Tityus stigmurus is a species of scorpion from the family Buthidae that can be found in Brazil. The species are 4.5–6 cm in length and are either golden-tan or yellowish-brown coloured. It takes them a year to mature into an adult, which makes them a fast-growing species. They also have a dark stripe over the mesosoma with either yellowish or orange pedipalps.

==Diet==
In captivity, this species is fed on cockroaches and crickets. It is suggested that Shelfordella lateralis is a good species of cockroaches, that are abundant worldwide. Aside from being abundant, they also are the easiest prey, since they don't hide, and the scorpion can easily eat them.

== Distribution ==
This species is predominantly found in the northeastern parts of Brazil, especially in the Caatinga region. The presence of this species has also been reported in a number of other Brazilian states.

==As a pet==
The species could be housed as pets, and they can live communally once into their 2nd instar. Mothers tend to eat the young on case-by-case basis. Another thing to consider if owning such species is that they need something to climb on. A cork bark is a nice climbing tool for such species. It's best to lean it against the side of the enclosure or layer it to provide ample climbing space. Artificial lights can be used too, since the same tool is used for reptiles and aquariums alike (a comparison for what is adequate for vertebrates versus arthropods versus planned flora should be considered). The container in which they need to live is supposed to be of 3.8–5 cm deep and moistured. Peat moss must be provided, even though the species are not burrowers. Moss should be cleaned every two weeks. Scorpions of this species do not require water, since they acquire moisture from their prey. The temperature in the container must be at 75–90 °F or 24–32 °C for the species to survive and reproduce.

==Reproduction==
The species is facultatively parthenogenetic. The females give birth in 3 months, with the period being as long as 4–5 months. Various gestation periods are different, and can take maximum from 9–12 months. The gestation can be shortened if the temperature is warm enough. The brood size is from 2–16, with an average of 8.

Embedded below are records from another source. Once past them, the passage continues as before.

use std::collections::HashMap;
use std::fmt;
use std::sync::Arc;

use chrono::NaiveDateTime;
use uuid::Uuid;

use crate::catalog::{self, ColumnType, Decoder, SemanticType};
use crate::database::RecordValue;
use crate::error::{Error, Result};

/// A decoded, typed column value. Absence of a value is `Option::None`
/// wherever a `Value` is carried, never an empty string or zero.
#[derive(Debug, Clone, PartialEq)]
pub enum Value {
    Text(String),
    Int16(i16),
    Int32(i32),
    Int64(i64),
    UInt16(u16),
    UInt32(u32),
    UInt64(u64),
    Byte(u8),
    Bool(bool),
    Double(f64),
    Float(f32),
    DateTime(NaiveDateTime),
    Guid(Uuid),
}

impl fmt::Display for Value {
    fn fmt(&self, f: &mut fmt::Formatter<'_>) -> fmt::Result {
        match self {
            Value::Text(s) => f.write_str(s),
            Value::Int16(n) => write!(f, "{n}"),
            Value::Int32(n) => write!(f, "{n}"),
            Value::Int64(n) => write!(f, "{n}"),
            Value::UInt16(n) => write!(f, "{n}"),
            Value::UInt32(n) => write!(f, "{n}"),
            Value::UInt64(n) => write!(f, "{n}"),
            Value::Byte(n) => write!(f, "{n}"),
            Value::Bool(b) => f.write_str(if *b { "True" } else { "False" }),
            Value::Double(x) => write!(f, "{x}"),
            Value::Float(x) => write!(f, "{x}"),
            Value::DateTime(t) => write!(f, "{}", t.format("%Y-%m-%d %H:%M:%S%.f")),
            Value::Guid(u) => write!(f, "{u}"),
        }
    }
}

/// One column of a table, with its decoder bound.
#[derive(Debug, Clone)]
pub struct ColumnDescriptor {
    pub name: String,
    pub column_type: ColumnType,
    pub semantic_type: SemanticType,
    /// Opaque per-table column id assigned by the storage reader.
    pub column_id: u32,
    pub decoder: Decoder,
}

impl ColumnDescriptor {
    pub fn new(name: impl Into<String>, column_type: ColumnType, column_id: u32) -> Self {
        let (semantic_type, decoder) = catalog::resolve(column_type);
        Self {
            name: name.into(),
            column_type,
            semantic_type,
            column_id,
            decoder,
        }
    }
}

/// The ordered column descriptors of one table plus a name lookup.
/// Built once per table and shared by every row read from it.
#[derive(Debug)]
pub struct ColumnSet {
    columns: Vec<ColumnDescriptor>,
    by_name: HashMap<String, usize>,
}

impl ColumnSet {
    pub fn new(columns: Vec<ColumnDescriptor>) -> Self {
        let mut by_name = HashMap::with_capacity(columns.len());
        for (i, column) in columns.iter().enumerate() {
            by_name.entry(column.name.clone()).or_insert(i);
        }
        Self { columns, by_name }
    }

    pub fn len(&self) -> usize {
        self.columns.len()
    }

    pub fn is_empty(&self) -> bool {
        self.columns.is_empty()
    }

    pub fn iter(&self) -> std::slice::Iter<'_, ColumnDescriptor> {
        self.columns.iter()
    }

    pub fn get(&self, index: usize) -> Option<&ColumnDescriptor> {
        self.columns.get(index)
    }

    pub fn position(&self, name: &str) -> Option<usize> {
        self.by_name.get(name).copied()
    }

    /// Decode raw values positionally; missing trailing values read as no value.
    pub fn decode(&self, raw: &[RecordValue]) -> Vec<Option<Value>> {
        self.columns
            .iter()
            .enumerate()
            .map(|(i, column)| column.decoder.decode(raw.get(i).unwrap_or(&RecordValue::Null)))
            .collect()
    }
}

/// A decoded row. `ordinal` is its position in the traversal that produced
/// it and is not a stable identity across index changes.
#[derive(Debug, Clone)]
pub struct Row {
    columns: Arc<ColumnSet>,
    values: Vec<Option<Value>>,
    ordinal: usize,
}

impl Row {
    pub fn new(columns: Arc<ColumnSet>, values: Vec<Option<Value>>, ordinal: usize) -> Self {
        debug_assert_eq!(columns.len(), values.len());
        Self {
            columns,
            values,
            ordinal,
        }
    }

    pub fn ordinal(&self) -> usize {
        self.ordinal
    }

    pub fn len(&self) -> usize {
        self.values.len()
    }

    pub fn is_empty(&self) -> bool {
        self.values.is_empty()
    }

    pub fn columns(&self) -> &ColumnSet {
        &self.columns
    }

    pub fn values(&self) -> &[Option<Value>] {
        &self.values
    }

    pub fn get(&self, index: usize) -> Result<Option<&Value>> {
        self.values
            .get(index)
            .map(Option::as_ref)
            .ok_or(Error::ColumnOutOfRange {
                index,
                len: self.values.len(),
            })
    }

    pub fn get_by_name(&self, name: &str) -> Result<Option<&Value>> {
        let index = self
            .columns
            .position(name)
            .ok_or_else(|| Error::ColumnNotFound(name.to_string()))?;
        self.get(index)
    }

    /// (column name, value) pairs in declared order.
    pub fn iter(&self) -> impl Iterator<Item = (&str, Option<&Value>)> {
        self.columns
            .iter()
            .zip(&self.values)
            .map(|(column, value)| (column.name.as_str(), value.as_ref()))
    }
}

impl PartialEq for Row {
    fn eq(&self, other: &Self) -> bool {
        self.ordinal == other.ordinal
            && self.values == other.values
            && self
                .columns
                .iter()
                .map(|c| &c.name)
                .eq(other.columns.iter().map(|c| &c.name))
    }
}

#[cfg(test)]
mod tests {
    use super::*;

    fn columns() -> Arc<ColumnSet> {
        Arc::new(ColumnSet::new(vec![
            ColumnDescriptor::new("id", ColumnType::LongLong, 1),
            ColumnDescriptor::new("name", ColumnType::Text, 2),
            ColumnDescriptor::new("flags", ColumnType::Bit, 3),
        ]))
    }

    #[test]
    fn name_and_position_lookups_agree() {
        let columns = columns();
        let values = columns.decode(&[
            RecordValue::Int(7),
            RecordValue::Text("ada".into()),
            RecordValue::Null,
        ]);
        let row = Row::new(columns.clone(), values, 0);

        for (i, column) in columns.iter().enumerate() {
            assert_eq!(row.get(i).unwrap(), row.get_by_name(&column.name).unwrap());
        }
        assert_eq!(row.get_by_name("name").unwrap(), Some(&Value::Text("ada".into())));
        assert_eq!(row.get_by_name("flags").unwrap(), None);
    }

    #[test]
    fn short_records_pad_with_no_value() {
        let columns = columns();
        let values = columns.decode(&[RecordValue::Int(1)]);
        assert_eq!(values, vec![Some(Value::Int64(1)), None, None]);
    }

    #[test]
    fn unknown_column_and_index_are_errors() {
        let columns = columns();
        let row = Row::new(columns.clone(), vec![None, None, None], 3);
        assert!(matches!(row.get_by_name("nope"), Err(Error::ColumnNotFound(_))));
        assert!(matches!(row.get(3), Err(Error::ColumnOutOfRange { index: 3, len: 3 })));
    }

    #[test]
    fn display_is_stable() {
        assert_eq!(Value::Bool(true).to_string(), "True");
        assert_eq!(Value::Double(1.5).to_string(), "1.5");
        let t = chrono::NaiveDate::from_ymd_opt(2021, 3, 4)
            .unwrap()
            .and_hms_opt(5, 6, 7)
            .unwrap();
        assert_eq!(Value::DateTime(t).to_string(), "2021-03-04 05:06:07");
    }
}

==Emergency sting procedures==
The species is venomous, and therefore shouldn't be disturbed. Its venom contains the neurotoxins Tst1 and Tst26. T. stigmurus has a recorded LD50 of 0.575 mg/ kg in mice, which is significant. In the state of Bahia, Brazil, in a period from January 1982 to December 1995, 237 patients proven to be stung by Tityus stigmurus, of these 237, information on symptoms was obtained from only 90 patients, symptoms in another 147 patients were not published, the symptoms were classified as local (pain, numbness, erythema, edema, paraesthesia, spot lesion, hyperemia, anesthesia, itching, wheal, burning, flushing and cramping), general (headache, sweating, cold extremities, hypothermia, ocular congestion and cyanosis), digestive (vomiting and nausea), neurological (tremors, agitation, difficulty moving, contractures and dizziness), cardiovascular (hypotension) and respiratory (dyspnea). Other systemic symptoms reported by this species include diaphoresis, somnolence, tachycardia, sialorrhea, pallor, convulsions, abdominal pain, tachypnea, bradycardia, chills, fainting and hypotonia.

However, if the person does get stung by them the person needs to:
- Use an ice pack to cool the burn
- Go to the hospital
- Make sure to be assessed for common severe complications related to scorpion stings, such as acute kidney injury and pancreatitis.
- Venom extraction kits were tested and proven to be ineffective in mitigating or preventing envenomation and causes more tissue trauma on the wound area due to the suction of the apparatus.